— Exercise requirements —
For this exercise, repeat each entry exactly as written.

— Items from a dataset —

-- Opening Marker --

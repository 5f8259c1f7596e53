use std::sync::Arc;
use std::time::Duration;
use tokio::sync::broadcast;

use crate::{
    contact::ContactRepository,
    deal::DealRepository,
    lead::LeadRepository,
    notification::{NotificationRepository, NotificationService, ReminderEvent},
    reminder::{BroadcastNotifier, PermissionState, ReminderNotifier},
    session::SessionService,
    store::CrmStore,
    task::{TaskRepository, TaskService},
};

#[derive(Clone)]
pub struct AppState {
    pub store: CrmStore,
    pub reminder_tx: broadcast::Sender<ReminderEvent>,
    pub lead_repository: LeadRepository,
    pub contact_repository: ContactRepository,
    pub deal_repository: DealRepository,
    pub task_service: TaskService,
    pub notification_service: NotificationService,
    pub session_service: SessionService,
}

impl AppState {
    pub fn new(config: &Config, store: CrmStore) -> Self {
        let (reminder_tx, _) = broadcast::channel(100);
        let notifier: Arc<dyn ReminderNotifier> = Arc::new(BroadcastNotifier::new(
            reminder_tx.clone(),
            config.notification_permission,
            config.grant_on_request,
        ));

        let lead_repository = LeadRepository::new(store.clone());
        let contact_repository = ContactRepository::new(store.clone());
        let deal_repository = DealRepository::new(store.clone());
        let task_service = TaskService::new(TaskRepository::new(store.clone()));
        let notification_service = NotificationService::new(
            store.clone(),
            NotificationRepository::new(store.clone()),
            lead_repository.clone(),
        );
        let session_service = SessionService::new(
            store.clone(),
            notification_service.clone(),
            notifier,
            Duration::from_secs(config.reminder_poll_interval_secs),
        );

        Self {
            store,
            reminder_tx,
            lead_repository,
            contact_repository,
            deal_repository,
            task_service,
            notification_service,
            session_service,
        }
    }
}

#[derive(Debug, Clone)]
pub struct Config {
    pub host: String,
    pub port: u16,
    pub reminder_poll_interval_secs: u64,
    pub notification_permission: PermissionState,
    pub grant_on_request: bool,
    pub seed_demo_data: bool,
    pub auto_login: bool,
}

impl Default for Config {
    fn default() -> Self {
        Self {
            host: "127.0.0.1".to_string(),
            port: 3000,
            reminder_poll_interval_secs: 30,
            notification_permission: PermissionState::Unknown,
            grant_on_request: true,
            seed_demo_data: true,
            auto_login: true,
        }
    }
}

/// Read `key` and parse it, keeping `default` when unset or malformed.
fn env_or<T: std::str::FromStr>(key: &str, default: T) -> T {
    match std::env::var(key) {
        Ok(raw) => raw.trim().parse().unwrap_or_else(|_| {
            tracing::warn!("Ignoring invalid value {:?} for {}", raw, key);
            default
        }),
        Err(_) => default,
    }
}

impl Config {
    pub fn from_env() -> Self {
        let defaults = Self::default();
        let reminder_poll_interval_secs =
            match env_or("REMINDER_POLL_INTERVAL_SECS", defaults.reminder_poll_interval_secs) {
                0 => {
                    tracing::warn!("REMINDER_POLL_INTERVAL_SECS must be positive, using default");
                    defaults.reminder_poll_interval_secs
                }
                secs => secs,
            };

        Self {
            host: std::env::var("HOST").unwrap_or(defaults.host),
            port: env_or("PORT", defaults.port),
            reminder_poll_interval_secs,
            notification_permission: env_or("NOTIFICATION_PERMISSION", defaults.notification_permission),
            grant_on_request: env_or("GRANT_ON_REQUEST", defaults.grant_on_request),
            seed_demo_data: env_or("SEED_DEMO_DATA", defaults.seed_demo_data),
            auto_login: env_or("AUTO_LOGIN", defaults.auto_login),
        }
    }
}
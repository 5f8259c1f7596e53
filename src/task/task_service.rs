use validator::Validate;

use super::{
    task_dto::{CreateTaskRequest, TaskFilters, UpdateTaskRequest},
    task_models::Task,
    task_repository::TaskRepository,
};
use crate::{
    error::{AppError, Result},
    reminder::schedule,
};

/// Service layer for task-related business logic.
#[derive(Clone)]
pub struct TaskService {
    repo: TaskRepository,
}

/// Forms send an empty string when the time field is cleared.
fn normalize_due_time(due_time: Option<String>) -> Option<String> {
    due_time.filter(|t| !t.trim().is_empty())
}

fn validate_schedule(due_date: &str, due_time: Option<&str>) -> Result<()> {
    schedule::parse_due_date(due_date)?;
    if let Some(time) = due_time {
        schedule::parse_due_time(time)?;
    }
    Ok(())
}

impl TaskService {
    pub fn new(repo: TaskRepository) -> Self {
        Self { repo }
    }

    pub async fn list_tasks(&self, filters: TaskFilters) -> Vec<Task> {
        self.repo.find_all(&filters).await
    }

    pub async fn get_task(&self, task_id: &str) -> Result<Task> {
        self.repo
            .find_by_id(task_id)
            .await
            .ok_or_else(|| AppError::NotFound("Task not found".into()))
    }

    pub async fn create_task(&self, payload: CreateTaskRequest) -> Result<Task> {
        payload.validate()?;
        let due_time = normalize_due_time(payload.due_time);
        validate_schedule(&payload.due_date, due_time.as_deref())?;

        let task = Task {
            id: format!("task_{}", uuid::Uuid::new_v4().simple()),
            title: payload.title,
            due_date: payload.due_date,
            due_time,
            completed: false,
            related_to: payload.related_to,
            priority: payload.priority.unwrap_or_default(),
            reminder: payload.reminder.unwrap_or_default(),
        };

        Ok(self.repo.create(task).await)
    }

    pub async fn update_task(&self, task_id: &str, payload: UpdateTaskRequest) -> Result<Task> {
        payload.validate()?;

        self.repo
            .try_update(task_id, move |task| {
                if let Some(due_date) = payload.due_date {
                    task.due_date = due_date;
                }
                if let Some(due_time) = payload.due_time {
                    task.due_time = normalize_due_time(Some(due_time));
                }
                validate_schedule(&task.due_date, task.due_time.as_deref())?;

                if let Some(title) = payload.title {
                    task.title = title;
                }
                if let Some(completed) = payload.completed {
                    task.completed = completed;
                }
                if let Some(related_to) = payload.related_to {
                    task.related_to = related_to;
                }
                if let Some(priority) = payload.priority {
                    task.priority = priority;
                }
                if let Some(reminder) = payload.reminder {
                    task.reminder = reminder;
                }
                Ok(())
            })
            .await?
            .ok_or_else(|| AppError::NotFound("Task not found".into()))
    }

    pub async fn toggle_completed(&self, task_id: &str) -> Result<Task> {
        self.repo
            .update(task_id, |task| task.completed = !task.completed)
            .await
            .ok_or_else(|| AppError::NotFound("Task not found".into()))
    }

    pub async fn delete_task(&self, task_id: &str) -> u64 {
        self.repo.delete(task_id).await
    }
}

-- Closing Marker --

— Exercise response —
repository 5f8259c1f7596e53
use std::sync::Arc;
use std::time::Duration;
use tokio::sync::broadcast;

use crate::{
    contact::ContactRepository,
    deal::DealRepository,
    lead::LeadRepository,
    notification::{NotificationRepository, NotificationService, ReminderEvent},
    reminder::{BroadcastNotifier, PermissionState, ReminderNotifier},
    session::SessionService,
    store::CrmStore,
    task::{TaskRepository, TaskService},
};

#[derive(Clone)]
pub struct AppState {
    pub store: CrmStore,
    pub reminder_tx: broadcast::Sender<ReminderEvent>,
    pub lead_repository: LeadRepository,
    pub contact_repository: ContactRepository,
    pub deal_repository: DealRepository,
    pub task_service: TaskService,
    pub notification_service: NotificationService,
    pub session_service: SessionService,
}

impl AppState {
    pub fn new(config: &Config, store: CrmStore) -> Self {
        let (reminder_tx, _) = broadcast::channel(100);
        let notifier: Arc<dyn ReminderNotifier> = Arc::new(BroadcastNotifier::new(
            reminder_tx.clone(),
            config.notification_permission,
            config.grant_on_request,
        ));

        let lead_repository = LeadRepository::new(store.clone());
        let contact_repository = ContactRepository::new(store.clone());
        let deal_repository = DealRepository::new(store.clone());
        let task_service = TaskService::new(TaskRepository::new(store.clone()));
        let notification_service = NotificationService::new(
            store.clone(),
            NotificationRepository::new(store.clone()),
            lead_repository.clone(),
        );
        let session_service = SessionService::new(
            store.clone(),
            notification_service.clone(),
            notifier,
            Duration::from_secs(config.reminder_poll_interval_secs),
        );

        Self {
            store,
            reminder_tx,
            lead_repository,
            contact_repository,
            deal_repository,
            task_service,
            notification_service,
            session_service,
        }
    }
}

#[derive(Debug, Clone)]
pub struct Config {
    pub host: String,
    pub port: u16,
    pub reminder_poll_interval_secs: u64,
    pub notification_permission: PermissionState,
    pub grant_on_request: bool,
    pub seed_demo_data: bool,
    pub auto_login: bool,
}

impl Default for Config {
    fn default() -> Self {
        Self {
            host: "127.0.0.1".to_string(),
            port: 3000,
            reminder_poll_interval_secs: 30,
            notification_permission: PermissionState::Unknown,
            grant_on_request: true,
            seed_demo_data: true,
            auto_login: true,
        }
    }
}

/// Read `key` and parse it, keeping `default` when unset or malformed.
fn env_or<T: std::str::FromStr>(key: &str, default: T) -> T {
    match std::env::var(key) {
        Ok(raw) => raw.trim().parse().unwrap_or_else(|_| {
            tracing::warn!("Ignoring invalid value {:?} for {}", raw, key);
            default
        }),
        Err(_) => default,
    }
}

impl Config {
    pub fn from_env() -> Self {
        let defaults = Self::default();
        let reminder_poll_interval_secs =
            match env_or("REMINDER_POLL_INTERVAL_SECS", defaults.reminder_poll_interval_secs) {
                0 => {
                    tracing::warn!("REMINDER_POLL_INTERVAL_SECS must be positive, using default");
                    defaults.reminder_poll_interval_secs
                }
                secs => secs,
            };

        Self {
            host: std::env::var("HOST").unwrap_or(defaults.host),
            port: env_or("PORT", defaults.port),
            reminder_poll_interval_secs,
            notification_permission: env_or("NOTIFICATION_PERMISSION", defaults.notification_permission),
            grant_on_request: env_or("GRANT_ON_REQUEST", defaults.grant_on_request),
            seed_demo_data: env_or("SEED_DEMO_DATA", defaults.seed_demo_data),
            auto_login: env_or("AUTO_LOGIN", defaults.auto_login),
        }
    }
}
repository 5f8259c1f7596e53
filename src/task/task_service.rs
use validator::Validate;

use super::{
    task_dto::{CreateTaskRequest, TaskFilters, UpdateTaskRequest},
    task_models::Task,
    task_repository::TaskRepository,
};
use crate::{
    error::{AppError, Result},
    reminder::schedule,
};

/// Service layer for task-related business logic.
#[derive(Clone)]
pub struct TaskService {
    repo: TaskRepository,
}

/// Forms send an empty string when the time field is cleared.
fn normalize_due_time(due_time: Option<String>) -> Option<String> {
    due_time.filter(|t| !t.trim().is_empty())
}

fn validate_schedule(due_date: &str, due_time: Option<&str>) -> Result<()> {
    schedule::parse_due_date(due_date)?;
    if let Some(time) = due_time {
        schedule::parse_due_time(time)?;
    }
    Ok(())
}

impl TaskService {
    pub fn new(repo: TaskRepository) -> Self {
        Self { repo }
    }

    pub async fn list_tasks(&self, filters: TaskFilters) -> Vec<Task> {
        self.repo.find_all(&filters).await
    }

    pub async fn get_task(&self, task_id: &str) -> Result<Task> {
        self.repo
            .find_by_id(task_id)
            .await
            .ok_or_else(|| AppError::NotFound("Task not found".into()))
    }

    pub async fn create_task(&self, payload: CreateTaskRequest) -> Result<Task> {
        payload.validate()?;
        let due_time = normalize_due_time(payload.due_time);
        validate_schedule(&payload.due_date, due_time.as_deref())?;

        let task = Task {
            id: format!("task_{}", uuid::Uuid::new_v4().simple()),
            title: payload.title,
            due_date: payload.due_date,
            due_time,
            completed: false,
            related_to: payload.related_to,
            priority: payload.priority.unwrap_or_default(),
            reminder: payload.reminder.unwrap_or_default(),
        };

        Ok(self.repo.create(task).await)
    }

    pub async fn update_task(&self, task_id: &str, payload: UpdateTaskRequest) -> Result<Task> {
        payload.validate()?;

        self.repo
            .try_update(task_id, move |task| {
                if let Some(due_date) = payload.due_date {
                    task.due_date = due_date;
                }
                if let Some(due_time) = payload.due_time {
                    task.due_time = normalize_due_time(Some(due_time));
                }
                validate_schedule(&task.due_date, task.due_time.as_deref())?;

                if let Some(title) = payload.title {
                    task.title = title;
                }
                if let Some(completed) = payload.completed {
                    task.completed = completed;
                }
                if let Some(related_to) = payload.related_to {
                    task.related_to = related_to;
                }
                if let Some(priority) = payload.priority {
                    task.priority = priority;
                }
                if let Some(reminder) = payload.reminder {
                    task.reminder = reminder;
                }
                Ok(())
            })
            .await?
            .ok_or_else(|| AppError::NotFound("Task not found".into()))
    }

    pub async fn toggle_completed(&self, task_id: &str) -> Result<Task> {
        self.repo
            .update(task_id, |task| task.completed = !task.completed)
            .await
            .ok_or_else(|| AppError::NotFound("Task not found".into()))
    }

    pub async fn delete_task(&self, task_id: &str) -> u64 {
        self.repo.delete(task_id).await
    }
}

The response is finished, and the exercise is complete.